October 29, 2021 | LIFE | By Carlee Castillo | Illustration by Kira Schulist
Returning after nearly two years of an imposed hiatus, the Colorado Ballet presented the infamous Ballet, “Giselle.” The ballet ran from Oct. 8 to Oct. 17 at the Ellie Caulkins Opera House of Denver, a theater which includes a myriad of attractions, including a full bar and gift shop.
“Giselle” revolves around the titular village girl. The primary act contains the majority of the plot, detailing the love and betrayal of Giselle and her lover, Count Albrécht. Believing her suitor to be a fellow villager, Giselle accepts Count Albrécht’s proposal, only to later discover the falsehood of his identity. It turns out that Count Albrécht is not a single peasant as Giselle believed, but rather a royal count previously engaged to another woman. This realization drives Giselle to insanity and death due to a broken heart.
In Act II, Giselle becomes a ghost, or Willi as they’re referred to in the ballet. The Willis, a group of ghostly women whose past lovers had scorned them during life, kill any man that crosses their path by forcing them to dance until they die. Giselle, forgiving the count in death, attempts to protect her former lover from the Willis’ wrath. Due to her efforts, Count Albrécht escapes demise. However, he and Giselle remain separated as a result of his previous acts of betrayal.
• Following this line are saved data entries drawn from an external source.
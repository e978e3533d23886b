//! kite - terminal chat client for a Notion workspace agent

mod commands;
mod config;
mod output;
mod prompts;
mod ui;
mod utils;

use clap::Parser;
use std::sync::Arc;
use std::sync::Mutex;

use kite_agent::HttpAgentClient;
use kite_chat::{Chat, DemoOverlay};

use config::{CliOverrides, Config, Settings};

/// kite - chat with your Notion workspace agent
#[derive(Parser, Debug)]
#[command(name = "kite")]
#[command(author, version, about, long_about = None)]
struct Args {
    /// Agent endpoint URL (default: http://localhost:3000/api/agent)
    #[arg(long)]
    endpoint: Option<String>,

    /// Agent to talk to
    #[arg(long)]
    agent_id: Option<String>,

    /// Display name for the agent
    #[arg(long)]
    agent_name: Option<String>,

    /// Run in non-interactive mode with a single message
    #[arg(short = 'c', long)]
    command: Option<String>,

    /// Verbose output
    #[arg(short, long)]
    verbose: bool,

    /// Disable TUI mode (use simple stdin/stdout)
    #[arg(long)]
    no_tui: bool,

    /// Start with the sample conversation shown
    #[arg(long)]
    sample_data: bool,

    /// Initialize config file
    #[arg(long)]
    init_config: bool,
}

impl Args {
    fn overrides(&self) -> CliOverrides {
        CliOverrides {
            endpoint: self.endpoint.clone(),
            agent_id: self.agent_id.clone(),
            agent_name: self.agent_name.clone(),
            no_tui: self.no_tui,
            sample_data: self.sample_data,
        }
    }
}

#[tokio::main]
async fn main() -> anyhow::Result<()> {
    let args = Args::parse();

    // Initialize config and exit
    if args.init_config {
        match Config::init() {
            Ok(path) => {
                println!("Config file created at: {}", path.display());
                println!("\nExample config:\n{}", config::example_config());
            }
            Err(e) => {
                eprintln!("Error creating config: {}", e);
                std::process::exit(1);
            }
        }
        return Ok(());
    }

    let cfg = Config::load();
    let settings = cfg.settings(&args.overrides());
    let use_tui = settings.use_tui && args.command.is_none();

    if args.verbose {
        init_tracing(use_tui)?;
    }

    let mut client = HttpAgentClient::with_timeout(&settings.endpoint, settings.timeout)?;
    if let Some(key) = &settings.api_key {
        client = client.with_api_key(key);
    }
    tracing::debug!("Using agent endpoint {}", client.endpoint());

    let mut chat = Chat::new(Arc::new(client), settings.agent_id.clone());

    // Non-interactive mode
    if let Some(command) = args.command {
        return run_command(&mut chat, &command, &settings).await;
    }

    if use_tui {
        return ui::run_tui(chat, &settings).await;
    }

    run_interactive(&mut chat, &settings).await
}

/// Log to stderr, or to a file while the TUI owns the terminal
fn init_tracing(to_file: bool) -> anyhow::Result<()> {
    const FILTER: &str = "kite_agent=debug,kite_chat=debug,kite_tui=debug,kite_cli=debug";

    if to_file {
        let dir = dirs::data_local_dir()
            .unwrap_or_else(|| std::path::PathBuf::from("."))
            .join("kite");
        std::fs::create_dir_all(&dir)?;
        let file = std::fs::OpenOptions::new()
            .create(true)
            .append(true)
            .open(dir.join("kite.log"))?;
        tracing_subscriber::fmt()
            .with_env_filter(FILTER)
            .with_writer(Mutex::new(file))
            .with_ansi(false)
            .init();
    } else {
        tracing_subscriber::fmt()
            .with_env_filter(FILTER)
            .with_writer(std::io::stderr)
            .init();
    }
    Ok(())
}

async fn run_command(chat: &mut Chat, command: &str, settings: &Settings) -> anyhow::Result<()> {
    println!("kite> {}", utils::truncate_chars(command, 200));
    println!();

    match chat.send(command).await {
        Some(reply) => {
            let failed = reply.is_error;
            println!("{}", output::reply_text(reply));
            if failed {
                std::process::exit(1);
            }
        }
        None => {
            eprintln!("Nothing to send to {}.", settings.agent_name);
            std::process::exit(2);
        }
    }

    Ok(())
}

async fn run_interactive(chat: &mut Chat, settings: &Settings) -> anyhow::Result<()> {
    use commands::{CommandResult, execute_command};
    use std::io::{self, Write};

    // Show minimal startup info (only if TTY)
    if std::io::IsTerminal::is_terminal(&std::io::stderr()) {
        eprintln!(
            "kite ({}) session: {}",
            settings.agent_name,
            utils::truncate_chars(chat.identity().session_id(), 12)
        );
        eprintln!("Type /help for commands.");
        eprintln!();
    }

    // No live view to overlay in line mode; print the samples once up front
    let overlay = DemoOverlay::new(settings.sample_data);
    if overlay.is_showing_samples(chat.store().messages()) {
        println!(
            "{}\n",
            output::transcript_text(kite_chat::demo::sample_messages(), &settings.agent_name)
        );
    }

    loop {
        print!("> ");
        io::stdout().flush()?;

        let mut input = String::new();
        if io::stdin().read_line(&mut input)? == 0 {
            // EOF
            break;
        }

        let input = input.trim();
        if input.is_empty() {
            continue;
        }

        // Handle slash commands
        if let Some(result) = execute_command(input, chat, &settings.agent_name) {
            match result {
                CommandResult::Clear => {
                    chat.store_mut().clear();
                    println!("Cleared conversation.");
                }
                CommandResult::Exit => {
                    break;
                }
                CommandResult::Message(msg) => {
                    println!("{}", msg);
                }
                CommandResult::Unknown(cmd) => {
                    println!("Unknown command: /{}", cmd);
                    println!("Type /help for available commands.");
                }
            }
            println!();
            continue;
        }

        println!();
        eprintln!("{} is working...", settings.agent_name);

        if let Some(reply) = chat.send(input).await {
            println!("{}", output::reply_text(reply));
        }

        println!();
    }

    Ok(())
}
//! Request and response types for the agent call

use serde::{Deserialize, Deserializer, Serialize};
use serde_json::Value;

/// Per-request context identifying the caller
#[derive(Debug, Clone, Default, PartialEq, Eq, Serialize, Deserialize)]
pub struct AgentContext {
    pub user_id: String,
    pub session_id: String,
}

/// Body posted to the agent endpoint
#[derive(Debug, Clone, Serialize, Deserialize)]
pub struct AgentRequest {
    pub message: String,
    pub agent_id: String,
    pub user_id: String,
    pub session_id: String,
}

impl AgentRequest {
    pub fn new(
        message: impl Into<String>,
        agent_id: impl Into<String>,
        context: &AgentContext,
    ) -> Self {
        Self {
            message: message.into(),
            agent_id: agent_id.into(),
            user_id: context.user_id.clone(),
            session_id: context.session_id.clone(),
        }
    }
}

/// Envelope returned by every agent call
#[derive(Debug, Clone, Default, Serialize, Deserialize)]
pub struct AgentEnvelope {
    #[serde(default, deserialize_with = "lenient::boolean")]
    pub success: bool,
    #[serde(
        default,
        deserialize_with = "lenient::object",
        skip_serializing_if = "Option::is_none"
    )]
    pub response: Option<AgentResponse>,
    #[serde(
        default,
        deserialize_with = "lenient::string",
        skip_serializing_if = "Option::is_none"
    )]
    pub error: Option<String>,
}

impl AgentEnvelope {
    /// A successful envelope carrying `result`
    pub fn ok(result: impl Into<Value>) -> Self {
        Self {
            success: true,
            response: Some(AgentResponse {
                result: Some(result.into()),
                ..Default::default()
            }),
            error: None,
        }
    }

    /// An unsuccessful envelope with an explicit error string
    pub fn failure(error: impl Into<String>) -> Self {
        Self {
            success: false,
            response: None,
            error: Some(error.into()),
        }
    }

    /// Attach response metadata (only meaningful when a response exists)
    pub fn with_metadata(mut self, metadata: ResponseMetadata) -> Self {
        if let Some(response) = self.response.as_mut() {
            response.metadata = Some(metadata);
        }
        self
    }

    /// The response payload when the call succeeded
    pub fn success_response(&self) -> Option<&AgentResponse> {
        if self.success {
            self.response.as_ref()
        } else {
            None
        }
    }

    /// Reason for an unsuccessful envelope: explicit error, then the
    /// response message, then `fallback`.
    pub fn failure_reason(&self, fallback: &str) -> String {
        self.error
            .clone()
            .or_else(|| self.response.as_ref().and_then(|r| r.message.clone()))
            .unwrap_or_else(|| fallback.to_string())
    }
}

/// Response body inside an envelope
#[derive(Debug, Clone, Default, Serialize, Deserialize)]
pub struct AgentResponse {
    #[serde(default, skip_serializing_if = "Option::is_none")]
    pub result: Option<Value>,
    #[serde(
        default,
        deserialize_with = "lenient::object",
        skip_serializing_if = "Option::is_none"
    )]
    pub metadata: Option<ResponseMetadata>,
    #[serde(
        default,
        deserialize_with = "lenient::string",
        skip_serializing_if = "Option::is_none"
    )]
    pub message: Option<String>,
}

impl AgentResponse {
    /// Interpret the raw result value
    pub fn output(&self) -> AgentOutput {
        match &self.result {
            None | Some(Value::Null) => AgentOutput::Empty,
            Some(Value::String(text)) => AgentOutput::Text(text.clone()),
            Some(value @ Value::Object(_)) => {
                AgentOutput::Structured(AgentResult::from_value(value.clone()))
            }
            Some(other) => AgentOutput::Text(other.to_string()),
        }
    }
}

/// Interpreted agent result
#[derive(Debug, Clone, PartialEq)]
pub enum AgentOutput {
    /// Free-form text
    Text(String),
    /// Structured workspace result
    Structured(AgentResult),
    /// Nothing usable was returned
    Empty,
}

/// Provenance of an agent reply
#[derive(Debug, Clone, Default, PartialEq, Eq, Serialize, Deserialize)]
pub struct ResponseMetadata {
    #[serde(
        default,
        deserialize_with = "lenient::string",
        skip_serializing_if = "Option::is_none"
    )]
    pub agent_name: Option<String>,
    #[serde(
        default,
        deserialize_with = "lenient::string",
        skip_serializing_if = "Option::is_none"
    )]
    pub timestamp: Option<String>,
}

/// Structured payload returned by the agent. Every field is optional.
#[derive(Debug, Clone, Default, PartialEq, Eq, Serialize, Deserialize)]
pub struct AgentResult {
    #[serde(
        default,
        deserialize_with = "lenient::string",
        skip_serializing_if = "Option::is_none"
    )]
    pub summary: Option<String>,
    #[serde(
        default,
        deserialize_with = "lenient::object",
        skip_serializing_if = "Option::is_none"
    )]
    pub data: Option<ResultData>,
    #[serde(
        default,
        deserialize_with = "lenient::items",
        skip_serializing_if = "Vec::is_empty"
    )]
    pub items: Vec<ResultItem>,
}

impl AgentResult {
    /// Build from an arbitrary JSON value, degrading to an empty result
    pub fn from_value(value: Value) -> Self {
        serde_json::from_value(value).unwrap_or_default()
    }
}

/// Action metadata of a result
#[derive(Debug, Clone, Default, PartialEq, Eq, Serialize, Deserialize)]
pub struct ResultData {
    #[serde(
        default,
        deserialize_with = "lenient::string",
        skip_serializing_if = "Option::is_none"
    )]
    pub action_type: Option<String>,
    #[serde(
        default,
        deserialize_with = "lenient::string",
        skip_serializing_if = "Option::is_none"
    )]
    pub page_title: Option<String>,
    #[serde(
        default,
        deserialize_with = "lenient::string",
        skip_serializing_if = "Option::is_none"
    )]
    pub page_url: Option<String>,
    #[serde(
        default,
        deserialize_with = "lenient::string",
        skip_serializing_if = "Option::is_none"
    )]
    pub details: Option<String>,
}

/// One workspace entry listed in a result
#[derive(Debug, Clone, Default, PartialEq, Eq, Serialize, Deserialize)]
pub struct ResultItem {
    #[serde(
        default,
        deserialize_with = "lenient::string",
        skip_serializing_if = "Option::is_none"
    )]
    pub title: Option<String>,
    #[serde(
        default,
        deserialize_with = "lenient::string",
        skip_serializing_if = "Option::is_none"
    )]
    pub url: Option<String>,
    #[serde(
        rename = "type",
        default,
        deserialize_with = "lenient::string",
        skip_serializing_if = "Option::is_none"
    )]
    pub kind: Option<String>,
    #[serde(
        default,
        deserialize_with = "lenient::string",
        skip_serializing_if = "Option::is_none"
    )]
    pub last_edited: Option<String>,
}

/// Deserializers that treat a wrongly-typed field as absent
mod lenient {
    use super::*;
    use serde::de::DeserializeOwned;

    pub fn string<'de, D: Deserializer<'de>>(d: D) -> Result<Option<String>, D::Error> {
        Ok(match Value::deserialize(d)? {
            Value::String(s) => Some(s),
            _ => None,
        })
    }

    pub fn boolean<'de, D: Deserializer<'de>>(d: D) -> Result<bool, D::Error> {
        Ok(matches!(Value::deserialize(d)?, Value::Bool(true)))
    }

    pub fn object<'de, D, T>(d: D) -> Result<Option<T>, D::Error>
    where
        D: Deserializer<'de>,
        T: DeserializeOwned,
    {
        Ok(match Value::deserialize(d)? {
            v @ Value::Object(_) => serde_json::from_value(v).ok(),
            _ => None,
        })
    }

    pub fn items<'de, D: Deserializer<'de>>(d: D) -> Result<Vec<ResultItem>, D::Error> {
        Ok(match Value::deserialize(d)? {
            Value::Array(entries) => entries
                .into_iter()
                .map(|entry| match entry {
                    v @ Value::Object(_) => serde_json::from_value(v).unwrap_or_default(),
                    _ => ResultItem::default(),
                })
                .collect(),
            _ => Vec::new(),
        })
    }
}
The ending contradicts that of a typical fairytale. Love and heroism do not free the protagonists from the consequences of their actions. Rather, Giselle remains dead and mistreated, while her prince remains alive and grieving.
The story of “Giselle” refutes the exultation of perfection that remains so ingrained in the ballet community. Although technical refinement endures as a pillar of ballet performance, “Giselle” exemplifies the beauty of untidiness. For example, in Giselle’s mad scene, in which she is thrown into a fit of grief due to her separation from Count Albrécht, pointed toes and turned-out legs are decentralized. The erratic movements and bewildered expressions of Giselle are much more integral to the portrayal of her disillusionment.
Although the de-staging of technical perfection in Giselle’s mad scene can be interpreted as empowering, the potentially damaging archetype of female madness prevails. In romantic tragedies and dramas, it is typically women who are driven to insanity, implying inherent frailness and delicacy. For instance, Shakespeare similarly presents the character of Ophelia in his infamous play, later developed into a ballet, “Hamlet.”
Regardless of “Giselle’s” implications, The Colorado Ballet’s performance inspired awe. From the intricate costumes to the decadent set designs, “Giselle” offered a voyage into a realm of elegance. Not only did the show impress aesthetically, but it also reunified the audience and dancers alike.
Gil Boggs, Artistic Director for Colorado Ballet, described the unique experience of online ballet: “Last year, we taught the entire ballet to the company on Zoom while they were in their 10 by 12 spaces, kitchens, living rooms, whatever. So, when we were able to come back in early August, come into the studio, start teaching it in-person, it was a lot more fun that way.” In addition to technique, another pedestal of ballet is community. As demonstrated through the village in “Giselle”, the Colorado Ballet company, and the patrons of the Ellie Caulkins Opera House, camaraderie inspires even more wonder than a perfectly executed arabesque.